To become a registered dietitian requires dedication, skill and hands-on experience. The Dietetic Internship (DI) Program in Nutrition and Dietetics at Life University (Life U) is a postbaccalaureate, non-degree graduating, nine-month program beginning in early September and ending by May. It consists of 1096 total hours broken down into 280 hours of didactic and 816 hours of supervised practice.
The mission of the Dietetic Internship (DI) program is to ensure graduates are adequately prepared through didactic and supervised practice for entry-level nutrition-related positions where they will apply evidence-based practice to promote the health of both communities and individuals.
The program provides interns with the necessary knowledge and skills to be eligible to sit for the national registration exam for dietitians and to pursue a variety of career opportunities in the field of dietetics. Up to 16 interns are admitted to the program annually.
All learning experiences and supervised practice are designed to meet competencies outlined by the Accreditation Council for Education in Nutrition and Dietetics (ACEND).
Aizya Ali, an M.S in Clinical Nutrition student, recently completed her dietetics internship program this May 2022.
“[The Dietetic Internship] kind of helps you bridge together what you are learning in your books to the real world. So you just start going out to different areas of nutrition, and it helps you figure out what you might want to do when you finish,” said Ali.
Recent DI program graduate Vivechana Parajuli made her way down to Georgia all the way from Texas to participate in this comprehensive program, after doing some personal research and finding this internship to be the best professional education experience to continue her studies from her undergraduate, complete her required hours and prepare for the National Dietetic Registration Examination.
“This program is very organized and I was looking for a program that is more clinical, and the main focus is on clinical. They have different rotations with an extra hour for the clinical focus […] They prepared us and provided all the materials. It helped me become more confident,” said Parajuli.
DI Learning Experiences
Didactic – Orientation, modules, presentations, assigned projects, debates, exam preparation and career week. (280 hours).

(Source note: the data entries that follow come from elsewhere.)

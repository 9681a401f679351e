//! # Selftrain Driver
//!
//! Plans and runs dependency-parser self-training experiments over a
//! prepared execution directory: seed-size and self-training-size sweeps,
//! adaptation rounds that retrain on the parser's own annotations, and a
//! JSON-lines ledger of the resulting LAS scores.
//!
//! ```rust
//! use selftrain_driver::{ExperimentConfig, ExperimentPlan};
//!
//! let params = vec!["1000".to_string(), "full".to_string()];
//! let config = ExperimentConfig::from_params("wsj", "brown", "single", &params).unwrap();
//! let plan = ExperimentPlan::build(config, "exec");
//!
//! // self-training run, concatenation, self-trained run
//! assert_eq!(plan.stages.len(), 3);
//! ```
pub mod error;
pub mod experiment;
pub mod naming;
pub mod parser;
pub mod plan;
pub mod runner;

pub use error::{DriverError, Result};
pub use experiment::{Experiment, ExperimentConfig, SWEEP_SEED_SIZE, SizeSpec};
pub use naming::{ModelStage, Names, Scope};
pub use parser::{DependencyParser, StanfordParser, StanfordParserConfig, TrainedModel};
pub use plan::{ExperimentPlan, Run, RunKind, Stage};
pub use runner::{ResultsLog, RunRecord, Runner};
pub mod family;
pub mod sentence;

pub use family::{BROWN_LADDER, CorpusFamily, CorpusRole, WSJ_LADDER};
pub use sentence::{Sentence, SentenceReader, count_sentences, read_sentences};
//! Per-genre train/test split of a multi-genre corpus directory.

use std::collections::BTreeMap;
use std::fs::File;
use std::io::{BufWriter, Write};
use std::path::{Path, PathBuf};

use serde::Serialize;
use tracing::{debug, info};

use crate::corpus::{SentenceReader, count_sentences};
use crate::error::{CorpusError, Result};

/// Default share of each genre's sentences that goes to training.
pub const DEFAULT_TRAIN_PERCENT: u32 = 90;

/// Per-genre training cutoffs, keyed by genre directory name.
pub type GenreCutoffs = BTreeMap<String, usize>;

/// Training sentence count for a genre: `total * percent / 100`, rounded half up.
#[must_use]
pub fn training_cutoff(total: usize, percent: u32) -> usize {
    (total * percent as usize + 50) / 100
}

/// Checks that a training share lies within `1..=100`.
pub fn check_train_percent(percent: u32) -> Result<u32> {
    if (1..=100).contains(&percent) {
        Ok(percent)
    } else {
        Err(CorpusError::InvalidPercent(percent))
    }
}

/// Loads precomputed cutoffs from a JSON object of `genre -> count`.
pub fn load_cutoffs(path: impl AsRef<Path>) -> Result<GenreCutoffs> {
    let path = path.as_ref();
    let file = File::open(path).map_err(|e| CorpusError::io(path, e))?;
    serde_json::from_reader(std::io::BufReader::new(file)).map_err(|source| CorpusError::Cutoffs {
        path: path.to_path_buf(),
        source,
    })
}

/// Split statistics for one genre.
#[derive(Debug, Clone, PartialEq, Eq, Serialize)]
pub struct GenreStats {
    pub genre: String,
    pub files: usize,
    /// Sentences in the genre, if they were counted.
    pub total: Option<usize>,
    pub cutoff: usize,
    pub training: usize,
    pub test: usize,
}

/// Outcome of a genre split.
#[derive(Debug, Clone, PartialEq, Eq, Serialize)]
pub struct GenreSplitReport {
    pub genres: Vec<GenreStats>,
    pub training_path: PathBuf,
    pub test_path: PathBuf,
}

impl GenreSplitReport {
    #[must_use]
    pub fn training_sentences(&self) -> usize {
        self.genres.iter().map(|g| g.training).sum()
    }

    #[must_use]
    pub fn test_sentences(&self) -> usize {
        self.genres.iter().map(|g| g.test).sum()
    }
}

/// Splits every genre of a corpus directory into a shared training and test file.
#[derive(Debug, Clone)]
pub struct GenreSplit {
    base_dir: PathBuf,
    train_percent: u32,
    cutoffs: GenreCutoffs,
}

impl GenreSplit {
    pub fn new(base_dir: impl Into<PathBuf>) -> Self {
        Self {
            base_dir: base_dir.into(),
            train_percent: DEFAULT_TRAIN_PERCENT,
            cutoffs: GenreCutoffs::new(),
        }
    }

    /// Set the training share used for genres without a precomputed cutoff.
    pub fn with_train_percent(mut self, percent: u32) -> Result<Self> {
        self.train_percent = check_train_percent(percent)?;
        Ok(self)
    }

    /// Supply precomputed training cutoffs, skipping the counting pass for those genres.
    pub fn with_cutoffs(mut self, cutoffs: GenreCutoffs) -> Self {
        self.cutoffs.extend(cutoffs);
        self
    }

    /// Genre directories in name order, each with its files in name order.
    pub fn genres(&self) -> Result<Vec<(String, Vec<PathBuf>)>> {
        if !self.base_dir.is_dir() {
            return Err(CorpusError::NotADirectory(self.base_dir.clone()));
        }

        let mut genres = Vec::new();
        for dir in sorted_entries(&self.base_dir)? {
            if !dir.is_dir() {
                debug!("Skipping non-directory {}", dir.display());
                continue;
            }
            let files: Vec<PathBuf> = sorted_entries(&dir)?
                .into_iter()
                .filter(|p| p.is_file())
                .collect();
            let name = dir
                .file_name()
                .map(|n| n.to_string_lossy().into_owned())
                .unwrap_or_default();
            genres.push((name, files));
        }
        Ok(genres)
    }

    /// Writes the first `cutoff` sentences of every genre to `training_path`
    /// and the rest to `test_path`.
    pub fn run(&self, training_path: impl AsRef<Path>, test_path: impl AsRef<Path>) -> Result<GenreSplitReport> {
        let training_path = training_path.as_ref();
        let test_path = test_path.as_ref();

        let genres = self.genres()?;
        if let Some(unknown) = self
            .cutoffs
            .keys()
            .find(|name| !genres.iter().any(|(genre, _)| genre == *name))
        {
            return Err(CorpusError::MissingGenre(unknown.clone()));
        }

        let mut training = create(training_path)?;
        let mut test = create(test_path)?;
        let mut stats = Vec::new();

        for (genre, files) in genres {
            let (total, cutoff) = match self.cutoffs.get(&genre) {
                Some(&cutoff) => (None, cutoff),
                None => {
                    let mut total = 0;
                    for file in &files {
                        total += count_sentences(file)?;
                    }
                    (Some(total), training_cutoff(total, self.train_percent))
                }
            };
            info!("Genre {}: {} files, training cutoff {}", genre, files.len(), cutoff);

            let mut seen = 0;
            for file in &files {
                for sentence in SentenceReader::open(file)? {
                    let sentence = sentence.map_err(|e| CorpusError::io(file, e))?;
                    seen += 1;
                    let (out, path) = if seen <= cutoff {
                        (&mut training, training_path)
                    } else {
                        (&mut test, test_path)
                    };
                    sentence.write_to(out).map_err(|e| CorpusError::io(path, e))?;
                }
            }

            let in_training = seen.min(cutoff);
            stats.push(GenreStats {
                genre,
                files: files.len(),
                total,
                cutoff,
                training: in_training,
                test: seen - in_training,
            });
        }

        training.flush().map_err(|e| CorpusError::io(training_path, e))?;
        test.flush().map_err(|e| CorpusError::io(test_path, e))?;

        let report = GenreSplitReport {
            genres: stats,
            training_path: training_path.to_path_buf(),
            test_path: test_path.to_path_buf(),
        };
        info!(
            "Genre split wrote {} training and {} test sentences",
            report.training_sentences(),
            report.test_sentences()
        );
        Ok(report)
    }
}

fn create(path: &Path) -> Result<BufWriter<File>> {
    File::create(path)
        .map(BufWriter::new)
        .map_err(|e| CorpusError::io(path, e))
}

fn sorted_entries(dir: &Path) -> Result<Vec<PathBuf>> {
    let mut entries = Vec::new();
    for entry in std::fs::read_dir(dir).map_err(|e| CorpusError::io(dir, e))? {
        entries.push(entry.map_err(|e| CorpusError::io(dir, e))?.path());
    }
    entries.sort();
    Ok(entries)
}

#[cfg(test)]
mod tests {
    use super::*;
    use crate::corpus::read_sentences;

    fn write_genre(base: &Path, genre: &str, files: &[(&str, usize)]) {
        let dir = base.join(genre);
        std::fs::create_dir_all(&dir).unwrap();
        for (name, n) in files {
            let mut text = String::new();
            for i in 0..*n {
                text.push_str(&format!("1\t{genre}-{name}-{i}\t_\tNN\tNN\t_\t0\troot\t_\t_\n\n"));
            }
            std::fs::write(dir.join(name), text).unwrap();
        }
    }

    fn first_token(sentence: &crate::corpus::Sentence) -> String {
        sentence.lines()[0].split('\t').nth(1).unwrap().to_string()
    }

    #[test]
    fn cutoff_rounds_half_up() {
        assert_eq!(training_cutoff(10, 90), 9);
        assert_eq!(training_cutoff(15, 90), 14); // 13.5
        assert_eq!(training_cutoff(14, 90), 13); // 12.6
        assert_eq!(training_cutoff(11, 90), 10); // 9.9
        assert_eq!(training_cutoff(0, 90), 0);
        assert_eq!(training_cutoff(7, 100), 7);
    }

    #[test]
    fn splits_each_genre_ninety_ten() {
        let dir = tempfile::tempdir().unwrap();
        let base = dir.path().join("brown");
        write_genre(&base, "cf", &[("cf02.conll", 7), ("cf01.conll", 8)]);
        write_genre(&base, "ca", &[("ca01.conll", 10)]);

        let train = dir.path().join("brown_training.conllx");
        let test = dir.path().join("brown_test.conllx");
        let report = GenreSplit::new(&base).run(&train, &test).unwrap();

        assert_eq!(report.genres[0].genre, "ca");
        assert_eq!(report.genres[0].cutoff, 9);
        assert_eq!(report.genres[1].genre, "cf");
        assert_eq!(report.genres[1].total, Some(15));
        assert_eq!(report.genres[1].cutoff, 14);

        let train_sents = read_sentences(&train).unwrap();
        let test_sents = read_sentences(&test).unwrap();
        assert_eq!(train_sents.len(), 9 + 14);
        assert_eq!(test_sents.len(), 1 + 1);
        assert_eq!(report.training_sentences(), 23);
        assert_eq!(report.test_sentences(), 2);

        // Genres in name order, files in name order
        assert_eq!(first_token(&train_sents[0]), "ca-ca01.conll-0");
        assert_eq!(first_token(&train_sents[9]), "cf-cf01.conll-0");
        assert_eq!(first_token(&test_sents[0]), "ca-ca01.conll-9");
        assert_eq!(first_token(&test_sents[1]), "cf-cf02.conll-6");
    }

    #[test]
    fn boundary_sentence_is_not_split() {
        let dir = tempfile::tempdir().unwrap();
        let base = dir.path().join("brown");
        write_genre(&base, "cp", &[("cp01.conll", 10)]);

        let train = dir.path().join("train.conllx");
        let test = dir.path().join("test.conllx");
        GenreSplit::new(&base).run(&train, &test).unwrap();

        let test_text = std::fs::read_to_string(&test).unwrap();
        assert_eq!(test_text, "1\tcp-cp01.conll-9\t_\tNN\tNN\t_\t0\troot\t_\t_\n\n");
        let train_text = std::fs::read_to_string(&train).unwrap();
        assert!(train_text.ends_with("cp-cp01.conll-8\t_\tNN\tNN\t_\t0\troot\t_\t_\n\n"));
    }

    #[test]
    fn precomputed_cutoffs_take_precedence() {
        let dir = tempfile::tempdir().unwrap();
        let base = dir.path().join("brown");
        write_genre(&base, "ca", &[("ca01.conll", 10)]);
        write_genre(&base, "cb", &[("cb01.conll", 4)]);

        let cutoffs = GenreCutoffs::from([("ca".to_string(), 3), ("cb".to_string(), 50)]);
        let report = GenreSplit::new(&base)
            .with_cutoffs(cutoffs)
            .run(dir.path().join("tr"), dir.path().join("te"))
            .unwrap();

        assert_eq!(report.genres[0].total, None);
        assert_eq!((report.genres[0].training, report.genres[0].test), (3, 7));
        assert_eq!((report.genres[1].training, report.genres[1].test), (4, 0));
    }

    #[test]
    fn cutoff_for_unknown_genre_is_rejected() {
        let dir = tempfile::tempdir().unwrap();
        let base = dir.path().join("brown");
        write_genre(&base, "ca", &[("ca01.conll", 10)]);

        let train = dir.path().join("tr");
        let err = GenreSplit::new(&base)
            .with_cutoffs(GenreCutoffs::from([("cz".to_string(), 3)]))
            .run(&train, dir.path().join("te"))
            .unwrap_err();
        assert!(matches!(err, CorpusError::MissingGenre(ref g) if g == "cz"));
        assert!(!train.exists());
    }

    #[test]
    fn rerun_is_byte_identical() {
        let dir = tempfile::tempdir().unwrap();
        let base = dir.path().join("brown");
        write_genre(&base, "cb", &[("cb02.conll", 6), ("cb01.conll", 5)]);
        write_genre(&base, "ca", &[("ca01.conll", 9)]);
        let train = dir.path().join("brown_training.conllx");
        let test = dir.path().join("brown_test.conllx");

        let split = GenreSplit::new(&base);
        let first = split.run(&train, &test).unwrap();
        let first_bytes = (std::fs::read(&train).unwrap(), std::fs::read(&test).unwrap());
        let second = split.run(&train, &test).unwrap();
        let second_bytes = (std::fs::read(&train).unwrap(), std::fs::read(&test).unwrap());

        assert_eq!(first, second);
        assert_eq!(first_bytes, second_bytes);
    }

    #[test]
    fn custom_percent() {
        let dir = tempfile::tempdir().unwrap();
        let base = dir.path().join("brown");
        write_genre(&base, "ca", &[("ca01.conll", 10)]);

        let report = GenreSplit::new(&base)
            .with_train_percent(50)
            .unwrap()
            .run(dir.path().join("tr"), dir.path().join("te"))
            .unwrap();
        assert_eq!(report.genres[0].cutoff, 5);
        assert!(matches!(
            GenreSplit::new(&base).with_train_percent(0),
            Err(CorpusError::InvalidPercent(0))
        ));
    }

    #[test]
    fn loads_cutoff_file() {
        let dir = tempfile::tempdir().unwrap();
        let path = dir.path().join("cutoffs.json");
        std::fs::write(&path, r#"{"ca": 3960, "cb": 1427}"#).unwrap();
        let cutoffs = load_cutoffs(&path).unwrap();
        assert_eq!(cutoffs.get("cb"), Some(&1427));

        std::fs::write(&path, "[1, 2]").unwrap();
        assert!(matches!(load_cutoffs(&path), Err(CorpusError::Cutoffs { .. })));
    }

    #[test]
    fn missing_base_directory() {
        let dir = tempfile::tempdir().unwrap();
        let err = GenreSplit::new(dir.path().join("absent"))
            .run(dir.path().join("tr"), dir.path().join("te"))
            .unwrap_err();
        assert!(matches!(err, CorpusError::NotADirectory(_)));
    }
}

Food Service Management – Exposure to different areas of food service, including purchasing, inventory, production, safety, quality measures and customer service (264 hours).
Community – Exposure to community nutrition in various settings, including senior centers, state department of health, department of education, school nutrition, food banks and other community organizations (256 hours).
Clinical Acute Care – Exposure to different areas of clinical nutrition, including acute care, long-term care, renal, oncology, general medicine, endocrinology, critical care, etc. (264 hours).
Clinical Capstone Project – Clinical patient case study presentation and paper (15-20 of the didactic hours).
Special Interest Rotation – Special interest/Electives may be extraordinary to the offerings of clinical, food service and community (e.g. Sports Nutrition, Diabetes education, etc.). (32 hours).